=== Section Start ===
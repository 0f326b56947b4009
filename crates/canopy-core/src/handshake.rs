//! Tunnel handshake
//!
//! Two-message authenticated key agreement carrying certificates. The
//! initiator opens with an ephemeral key and its certificate; the
//! responder answers with its own ephemeral, certificate and chosen
//! index. Session keys mix three DH results:
//!
//! - `ee` (both ephemerals) for forward secrecy
//! - `se` (initiator static, responder ephemeral) authenticating the
//!   initiator
//! - `es` (responder static, initiator ephemeral) authenticating the
//!   responder, proven by the stage-2 MAC
//!
//! The stage-1 certificate is sealed under a key derived from the
//! ephemeral itself: opaque to passive middleboxes, while keeping the
//! exchange to two messages. Confidentiality of the stage-2 certificate
//! rests on `ee`+`se`.

use serde::{Deserialize, Serialize};

use canopy_cert::{CaPool, Certificate};
use canopy_crypto::tunnel::NONCE_DOMAIN_HANDSHAKE;
use canopy_crypto::{
    combine_secrets, Cipher, CryptoTunnel, KeyPair, PublicKey, SecretKey, SessionKey, SharedSecret,
};

use crate::error::{CoreError, CoreResult};

/// Accept stage-1 timestamps this far into the future
const TIMESTAMP_FUTURE_SLACK: u64 = 60;
/// Accept stage-1 timestamps this far into the past
const TIMESTAMP_PAST_SLACK: u64 = 120;

/// Handshake opening message
#[derive(Debug, Clone, Serialize, Deserialize)]
pub struct Stage1 {
    /// Initiator's ephemeral public key
    pub ephemeral: Vec<u8>,
    /// Initiator's certificate, sealed
    pub encrypted_cert: Vec<u8>,
    /// Index the initiator will accept return traffic under
    pub initiator_index: u32,
    /// Unix seconds, bounds replayed openings
    pub timestamp: u64,
    /// Keyed BLAKE3 over the fields above
    pub mac: [u8; 16],
}

/// Handshake reply
#[derive(Debug, Clone, Serialize, Deserialize)]
pub struct Stage2 {
    /// Responder's ephemeral public key
    pub ephemeral: Vec<u8>,
    /// Responder's certificate, sealed under the stage-2 key
    pub encrypted_cert: Vec<u8>,
    /// Index the responder will accept traffic under
    pub responder_index: u32,
    /// Keyed BLAKE3 over the transcript, under the final key
    pub mac: [u8; 16],
}

/// Initiator-side state kept while the reply is outstanding
pub struct InitiatorState {
    ephemeral: KeyPair,
    pub timestamp: u64,
    pub local_index: u32,
}

/// A verified stage-1, held between validation and reply construction
/// so the caller can place a HostInfo (it needs the peer's address from
/// the certificate) before committing to a responder index.
pub struct ValidatedStage1 {
    pub peer_cert: Certificate,
    pub initiator_index: u32,
    initiator_ephemeral: Vec<u8>,
    ee: SharedSecret,
    se: SharedSecret,
    es: SharedSecret,
    our_ephemeral: KeyPair,
}

/// What a completed stage-1 yields on the responder
pub struct Stage1Outcome {
    pub peer_cert: Certificate,
    pub initiator_index: u32,
    pub tunnel: CryptoTunnel,
    pub stage2_payload: Vec<u8>,
}

impl std::fmt::Debug for Stage1Outcome {
    fn fmt(&self, f: &mut std::fmt::Formatter<'_>) -> std::fmt::Result {
        f.debug_struct("Stage1Outcome")
            .field("peer_cert", &self.peer_cert)
            .field("initiator_index", &self.initiator_index)
            .finish_non_exhaustive()
    }
}

/// What a valid stage-2 yields on the initiator
pub struct Stage2Outcome {
    pub peer_cert: Certificate,
    pub responder_index: u32,
    pub tunnel: CryptoTunnel,
}

/// Everything a handshake needs from the node
pub struct HandshakeContext<'a> {
    pub cipher: Cipher,
    pub our_cert: &'a Certificate,
    pub our_key: &'a SecretKey,
    pub pool: &'a CaPool,
}

/// Key material derived from the ephemeral alone; shields the stage-1
/// certificate from passive observers
fn stage1_keys(ephemeral_pub: &[u8], cipher: Cipher) -> (SessionKey, [u8; 32]) {
    let digest = blake3::hash(ephemeral_pub);
    let secret = SharedSecret::from_bytes(*digest.as_bytes());
    let derived = secret.derive_keys(b"canopy:handshake:stage1");
    (
        SessionKey::new(cipher, &derived.forward_key),
        derived.backward_key,
    )
}

fn keyed_mac(key: &[u8; 32], parts: &[&[u8]]) -> [u8; 16] {
    let mut hasher = blake3::Hasher::new_keyed(key);
    for part in parts {
        hasher.update(part);
    }
    let hash = hasher.finalize();
    let mut mac = [0u8; 16];
    mac.copy_from_slice(&hash.as_bytes()[..16]);
    mac
}

fn now_secs() -> u64 {
    std::time::SystemTime::now()
        .duration_since(std::time::UNIX_EPOCH)
        .map(|d| d.as_secs())
        .unwrap_or(0)
}

/// Build the opening message
pub fn create_stage1(
    ctx: &HandshakeContext<'_>,
    local_index: u32,
) -> CoreResult<(InitiatorState, Vec<u8>)> {
    let ephemeral = KeyPair::generate(ctx.our_cert.details.curve);
    let timestamp = now_secs();

    let (seal_key, mac_key) = stage1_keys(ephemeral.public.as_bytes(), ctx.cipher);
    let encrypted_cert = seal_key.seal(NONCE_DOMAIN_HANDSHAKE, 1, b"", &ctx.our_cert.encode())?;

    let mac = keyed_mac(
        &mac_key,
        &[
            ephemeral.public.as_bytes(),
            &encrypted_cert,
            &local_index.to_be_bytes(),
            &timestamp.to_be_bytes(),
        ],
    );

    let message = Stage1 {
        ephemeral: ephemeral.public.as_bytes().to_vec(),
        encrypted_cert,
        initiator_index: local_index,
        timestamp,
        mac,
    };
    let payload = bincode::serialize(&message)
        .map_err(|e| CoreError::Handshake(format!("stage1 encode: {e}")))?;

    Ok((
        InitiatorState {
            ephemeral,
            timestamp,
            local_index,
        },
        payload,
    ))
}

/// Validate an opening message: MAC, timestamp window, certificate
/// chain, and the three DH results. `now` is unix seconds.
pub fn validate_stage1(
    ctx: &HandshakeContext<'_>,
    payload: &[u8],
    now: u64,
) -> CoreResult<ValidatedStage1> {
    let message: Stage1 = bincode::deserialize(payload)
        .map_err(|e| CoreError::Handshake(format!("stage1 decode: {e}")))?;

    if message.timestamp > now + TIMESTAMP_FUTURE_SLACK
        || message.timestamp + TIMESTAMP_PAST_SLACK < now
    {
        return Err(CoreError::Handshake("stage1 timestamp out of range".into()));
    }

    let (seal_key, mac_key) = stage1_keys(&message.ephemeral, ctx.cipher);
    let expected = keyed_mac(
        &mac_key,
        &[
            &message.ephemeral,
            &message.encrypted_cert,
            &message.initiator_index.to_be_bytes(),
            &message.timestamp.to_be_bytes(),
        ],
    );
    if expected != message.mac {
        return Err(CoreError::Handshake("stage1 mac mismatch".into()));
    }

    let cert_bytes = seal_key
        .open(NONCE_DOMAIN_HANDSHAKE, 1, b"", &message.encrypted_cert)
        .map_err(|_| CoreError::Handshake("stage1 certificate did not open".into()))?;
    let peer_cert = Certificate::decode(&cert_bytes)?;
    peer_cert.verify(now, ctx.pool)?;

    let curve = ctx.our_cert.details.curve;
    let initiator_ephemeral = PublicKey::from_bytes(curve, &message.ephemeral)?;
    let initiator_static = peer_cert.public_key()?;

    let our_ephemeral = KeyPair::generate(curve);
    let ee = our_ephemeral.secret.diffie_hellman(&initiator_ephemeral)?;
    let se = our_ephemeral.secret.diffie_hellman(&initiator_static)?;
    let es = ctx.our_key.diffie_hellman(&initiator_ephemeral)?;

    Ok(ValidatedStage1 {
        peer_cert,
        initiator_index: message.initiator_index,
        initiator_ephemeral: message.ephemeral,
        ee,
        se,
        es,
        our_ephemeral,
    })
}

impl ValidatedStage1 {
    /// Commit to a responder index: derive the tunnel and build the
    /// stage-2 reply.
    pub fn finish(
        self,
        ctx: &HandshakeContext<'_>,
        responder_index: u32,
    ) -> CoreResult<Stage1Outcome> {
        let stage2_derived =
            combine_secrets(&self.ee, &self.se).derive_keys(b"canopy:handshake:stage2");
        let stage2_seal = SessionKey::new(ctx.cipher, &stage2_derived.forward_key);
        let encrypted_cert =
            stage2_seal.seal(NONCE_DOMAIN_HANDSHAKE, 2, b"", &ctx.our_cert.encode())?;

        let session = combine_secrets(&combine_secrets(&self.ee, &self.se), &self.es)
            .derive_keys(b"canopy:session");
        let mac = keyed_mac(
            &session.backward_key,
            &[
                self.our_ephemeral.public.as_bytes(),
                &encrypted_cert,
                &responder_index.to_be_bytes(),
                &self.initiator_ephemeral,
            ],
        );

        let reply = Stage2 {
            ephemeral: self.our_ephemeral.public.as_bytes().to_vec(),
            encrypted_cert,
            responder_index,
            mac,
        };
        let stage2_payload = bincode::serialize(&reply)
            .map_err(|e| CoreError::Handshake(format!("stage2 encode: {e}")))?;

        // Responder sends on the backward key, receives on the forward key.
        let tunnel = CryptoTunnel::new(ctx.cipher, &session.backward_key, &session.forward_key);

        Ok(Stage1Outcome {
            peer_cert: self.peer_cert,
            initiator_index: self.initiator_index,
            tunnel,
            stage2_payload,
        })
    }
}

/// Validate the reply and derive the initiator's tunnel
pub fn process_stage2(
    ctx: &HandshakeContext<'_>,
    state: &InitiatorState,
    payload: &[u8],
    now: u64,
) -> CoreResult<Stage2Outcome> {
    let message: Stage2 = bincode::deserialize(payload)
        .map_err(|e| CoreError::Handshake(format!("stage2 decode: {e}")))?;

    let curve = ctx.our_cert.details.curve;
    let responder_ephemeral = PublicKey::from_bytes(curve, &message.ephemeral)?;

    let ee = state.ephemeral.secret.diffie_hellman(&responder_ephemeral)?;
    let se = ctx.our_key.diffie_hellman(&responder_ephemeral)?;

    let stage2_derived = combine_secrets(&ee, &se).derive_keys(b"canopy:handshake:stage2");
    let stage2_seal = SessionKey::new(ctx.cipher, &stage2_derived.forward_key);
    let cert_bytes = stage2_seal
        .open(NONCE_DOMAIN_HANDSHAKE, 2, b"", &message.encrypted_cert)
        .map_err(|_| CoreError::Handshake("stage2 certificate did not open".into()))?;
    let peer_cert = Certificate::decode(&cert_bytes)?;
    peer_cert.verify(now, ctx.pool)?;

    let responder_static = peer_cert.public_key()?;
    let es = state.ephemeral.secret.diffie_hellman(&responder_static)?;

    let session = combine_secrets(&combine_secrets(&ee, &se), &es).derive_keys(b"canopy:session");
    let expected = keyed_mac(
        &session.backward_key,
        &[
            &message.ephemeral,
            &message.encrypted_cert,
            &message.responder_index.to_be_bytes(),
            state.ephemeral.public.as_bytes(),
        ],
    );
    if expected != message.mac {
        return Err(CoreError::Handshake("stage2 mac mismatch".into()));
    }

    // Initiator sends on the forward key, receives on the backward key.
    let tunnel = CryptoTunnel::new(ctx.cipher, &session.forward_key, &session.backward_key);

    Ok(Stage2Outcome {
        peer_cert,
        responder_index: message.responder_index,
        tunnel,
    })
}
=== Section End ===
• Task prompt: Return every line above in which the string "needs" occurs.

• Worked solution:
/// so the caller can place a HostInfo (it needs the peer's address from
/// Everything a handshake needs from the node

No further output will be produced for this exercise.